Graphs for comparing the 6-month postoperative visual acuity outcomes of the SMILE with different cap thicknesses. A Comparison of the cumulative percentage of eyes for Snellen visual acuity between 6-month postoperative UDVA (uncorrected distance visual acuity) and preoperative CDVA (corrected distance visual acuity). All the eyes achieved UDVA (Snellen) of 20/20 or better at the 6-month follow-up. B Difference of the Snellen line between 6-month postoperative UDVA and preoperative CDVA. None of the eyes lost UDVA more than 2 lines versus the preoperative CDVA. The eyes which lost 1 line of Snellen all had the preoperative CDVA of 20/16 and the postoperative UDVA of 20/20

Full size image

The corneal biomechanical parameters max inverse radius (M), integrated radius (IR), and deformation amplitude ratio (DA ratio) significantly increased after SMILE in all three groups (P<0.001). Additionally, Ambrósio relational thickness (ARTh), stiffness parameter at applanation A1 (SP-A1), stress-strain index (SSI), biomechanically corrected intraocular pressure (bIOP) and central corneal thickness (CCT) all decreased postoperatively (P<0.001) as revealed in Fig.2 It was shown that all the parameters above reached stability at 3-month postoperatively in three groups (P>0.05).

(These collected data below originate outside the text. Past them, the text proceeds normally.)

//! Coordinate types for the chunked world.
//!
//! Three spaces: real-valued positions (agents move continuously), integer
//! tile coordinates, and chunk coordinates. Tile -> chunk conversion uses
//! floor division so negative coordinates land in the right chunk.

use serde::{Deserialize, Serialize};

/// Continuous world position, in tiles.
#[derive(Clone, Copy, Debug, Default, PartialEq, Serialize, Deserialize)]
pub struct Position {
    pub x: f32,
    pub y: f32,
}

impl Position {
    pub fn new(x: f32, y: f32) -> Self {
        Self { x, y }
    }

    pub fn distance(&self, other: Position) -> f32 {
        let dx = other.x - self.x;
        let dy = other.y - self.y;
        (dx * dx + dy * dy).sqrt()
    }

    /// The tile this position falls in.
    pub fn tile(&self) -> TilePos {
        TilePos::new(self.x.floor() as i32, self.y.floor() as i32)
    }
}

impl std::fmt::Display for Position {
    fn fmt(&self, f: &mut std::fmt::Formatter<'_>) -> std::fmt::Result {
        write!(f, "({:.2}, {:.2})", self.x, self.y)
    }
}

/// Global integer tile coordinate.
#[derive(Clone, Copy, Debug, Default, PartialEq, Eq, Hash, PartialOrd, Ord, Serialize, Deserialize)]
pub struct TilePos {
    pub x: i32,
    pub y: i32,
}

impl TilePos {
    pub fn new(x: i32, y: i32) -> Self {
        Self { x, y }
    }

    /// Chunk containing this tile.
    pub fn chunk(&self, chunk_size: usize) -> ChunkPos {
        let s = chunk_size as i32;
        ChunkPos::new(self.x.div_euclid(s), self.y.div_euclid(s))
    }

    /// Offset of this tile inside its chunk, always in `[0, chunk_size)`.
    pub fn local(&self, chunk_size: usize) -> (usize, usize) {
        let s = chunk_size as i32;
        (self.x.rem_euclid(s) as usize, self.y.rem_euclid(s) as usize)
    }

    /// Tile centre as a continuous position.
    pub fn center(&self) -> Position {
        Position::new(self.x as f32 + 0.5, self.y as f32 + 0.5)
    }

    pub fn offset(&self, dx: i32, dy: i32) -> Self {
        Self::new(self.x + dx, self.y + dy)
    }

    /// 4-connected neighbours: left, right, up, down.
    pub fn neighbors(&self) -> [TilePos; 4] {
        [self.offset(-1, 0), self.offset(1, 0), self.offset(0, -1), self.offset(0, 1)]
    }

    pub fn distance(&self, other: TilePos) -> f32 {
        let dx = (other.x - self.x) as f32;
        let dy = (other.y - self.y) as f32;
        (dx * dx + dy * dy).sqrt()
    }
}

impl std::fmt::Display for TilePos {
    fn fmt(&self, f: &mut std::fmt::Formatter<'_>) -> std::fmt::Result {
        write!(f, "[{}, {}]", self.x, self.y)
    }
}

/// Chunk coordinate: tile `(x, y)` lives in chunk `(floor(x/S), floor(y/S))`.
#[derive(Clone, Copy, Debug, Default, PartialEq, Eq, Hash, PartialOrd, Ord, Serialize, Deserialize)]
pub struct ChunkPos {
    pub x: i32,
    pub y: i32,
}

impl ChunkPos {
    pub fn new(x: i32, y: i32) -> Self {
        Self { x, y }
    }

    /// Chunk containing a continuous position.
    pub fn from_position(pos: Position, chunk_size: usize) -> Self {
        pos.tile().chunk(chunk_size)
    }

    /// Global coordinate of the tile at a local offset.
    pub fn tile_at(&self, local_x: usize, local_y: usize, chunk_size: usize) -> TilePos {
        let s = chunk_size as i32;
        TilePos::new(self.x * s + local_x as i32, self.y * s + local_y as i32)
    }

    /// Chebyshev distance in chunks.
    pub fn chebyshev(&self, other: ChunkPos) -> i32 {
        (self.x - other.x).abs().max((self.y - other.y).abs())
    }

    /// All chunk coordinates within `radius` (Chebyshev), row by row.
    pub fn around(&self, radius: i32) -> Vec<ChunkPos> {
        let radius = radius.max(0);
        let mut result = Vec::with_capacity(((2 * radius + 1) * (2 * radius + 1)) as usize);
        for dy in -radius..=radius {
            for dx in -radius..=radius {
                result.push(ChunkPos::new(self.x + dx, self.y + dy));
            }
        }
        result
    }

    /// Persistence key, `"{cx}_{cy}"`.
    pub fn key(&self) -> String {
        format!("{}_{}", self.x, self.y)
    }

    pub fn from_key(key: &str) -> Option<Self> {
        // Split on the separator after the first character so "-1_-2" parses
        let split = key.char_indices().skip(1).find(|&(_, c)| c == '_')?.0;
        let x = key[..split].parse().ok()?;
        let y = key[split + 1..].parse().ok()?;
        Some(Self::new(x, y))
    }
}

impl std::fmt::Display for ChunkPos {
    fn fmt(&self, f: &mut std::fmt::Formatter<'_>) -> std::fmt::Result {
        write!(f, "chunk({}, {})", self.x, self.y)
    }
}

/// Inclusive rectangle of chunk coordinates, e.g. a camera viewport or an
/// agent's vision square.
#[derive(Clone, Copy, Debug, PartialEq, Eq)]
pub struct ChunkBounds {
    pub min: ChunkPos,
    pub max: ChunkPos,
}

impl ChunkBounds {
    pub fn new(min: ChunkPos, max: ChunkPos) -> Self {
        Self {
            min: ChunkPos::new(min.x.min(max.x), min.y.min(max.y)),
            max: ChunkPos::new(min.x.max(max.x), min.y.max(max.y)),
        }
    }

    /// Square of chunks within `radius` of `center`.
    pub fn around(center: ChunkPos, radius: i32) -> Self {
        let r = radius.max(0);
        Self::new(
            ChunkPos::new(center.x - r, center.y - r),
            ChunkPos::new(center.x + r, center.y + r),
        )
    }

    /// Chunks covering a rectangle of tiles (e.g. a viewport in tile units).
    pub fn from_tiles(min: TilePos, max: TilePos, chunk_size: usize) -> Self {
        Self::new(min.chunk(chunk_size), max.chunk(chunk_size))
    }

    pub fn contains(&self, pos: ChunkPos) -> bool {
        pos.x >= self.min.x && pos.x <= self.max.x && pos.y >= self.min.y && pos.y <= self.max.y
    }
}

#[cfg(test)]
mod tests {
    use super::*;

    #[test]
    fn test_negative_tiles_floor_into_chunks() {
        let s = 16;
        assert_eq!(TilePos::new(-1, -1).chunk(s), ChunkPos::new(-1, -1));
        assert_eq!(TilePos::new(-1, -1).local(s), (15, 15));
        assert_eq!(TilePos::new(-16, 0).chunk(s), ChunkPos::new(-1, 0));
        assert_eq!(TilePos::new(-16, 0).local(s), (0, 0));
        assert_eq!(TilePos::new(-17, 33).chunk(s), ChunkPos::new(-2, 2));
        assert_eq!(TilePos::new(-17, 33).local(s), (15, 1));
    }

    #[test]
    fn test_tile_round_trips_through_chunk() {
        let s = 8;
        for x in -20..20 {
            for y in [-9, -8, -1, 0, 7, 8] {
                let tile = TilePos::new(x, y);
                let (lx, ly) = tile.local(s);
                assert!(lx < s && ly < s);
                assert_eq!(tile.chunk(s).tile_at(lx, ly, s), tile);
            }
        }
    }

    #[test]
    fn test_position_floors_to_tile() {
        assert_eq!(Position::new(-0.2, 3.9).tile(), TilePos::new(-1, 3));
        assert_eq!(Position::new(-0.2, 3.9).tile().chunk(16), ChunkPos::new(-1, 0));
    }

    #[test]
    fn test_chunk_key_parsing() {
        for pos in [ChunkPos::new(0, 0), ChunkPos::new(-1, -2), ChunkPos::new(12, -7)] {
            assert_eq!(ChunkPos::from_key(&pos.key()), Some(pos));
        }
        assert_eq!(ChunkPos::from_key("nope"), None);
        assert_eq!(ChunkPos::from_key("3_"), None);
    }

    #[test]
    fn test_around_and_bounds() {
        let c = ChunkPos::new(2, -3);
        let ring = c.around(1);
        assert_eq!(ring.len(), 9);
        assert!(ring.iter().all(|p| p.chebyshev(c) <= 1));

        let bounds = ChunkBounds::around(c, 1);
        assert!(bounds.contains(ChunkPos::new(3, -2)));
        assert!(!bounds.contains(ChunkPos::new(4, -3)));
    }
}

Characteristics of corneal biomechanical parameters following SMILE. Pre represents preoperation; 1w, 1-week postoperation; 1 m, 1-month postoperation; 3 m, 3-month postoperation; 6 m, 6-month postoperation

Full size image

Considering the difference of the preoperative biomechanics among groups, the preoperative value was utilized as a covariate to reduce error variance and insure statistical balance. There were no statistically significant differences of M or DA ratio 1 mm in either group at any time point after SMILE (P>0.05). At 1-month postoperatively, the IR and DA ratio 2 mm in 120-μm and 130-μm groups were both significantly higher than in 110-μm group (P = 0.019, 0.002) while no significant differences were found at other time points. The ARTh was significantly higher in 120-μm and 130-μm groups than in 110-μm group only at 6-month postoperatively (P = 0.011). In terms of SP-A1, SSI, bIOP, and CCT, they were all significantly higher in a thicker cap group (130-μm group, 120-μm group, and 110-μm group, respectively) at 3-month and 6-month postoperatively (3-month: P<0.001, P = 0.030, P = 0.027, P = 0.008; 6-month: P<0.001, P = 0.002, P = 0.023, P = 0.001) while none of the differences among groups were significant at other follow-ups. Moreover, the Corvis biomechanical index-laser vision correction (CBI-LVC) showed no significant differences neither in different groups (P = 0.590, 0.244, 0.990, 0.096) nor at different follow-up points postoperatively (P = 0.790, 0.679, 0.195). An additional movie file shows these in more detail (Additional file 1).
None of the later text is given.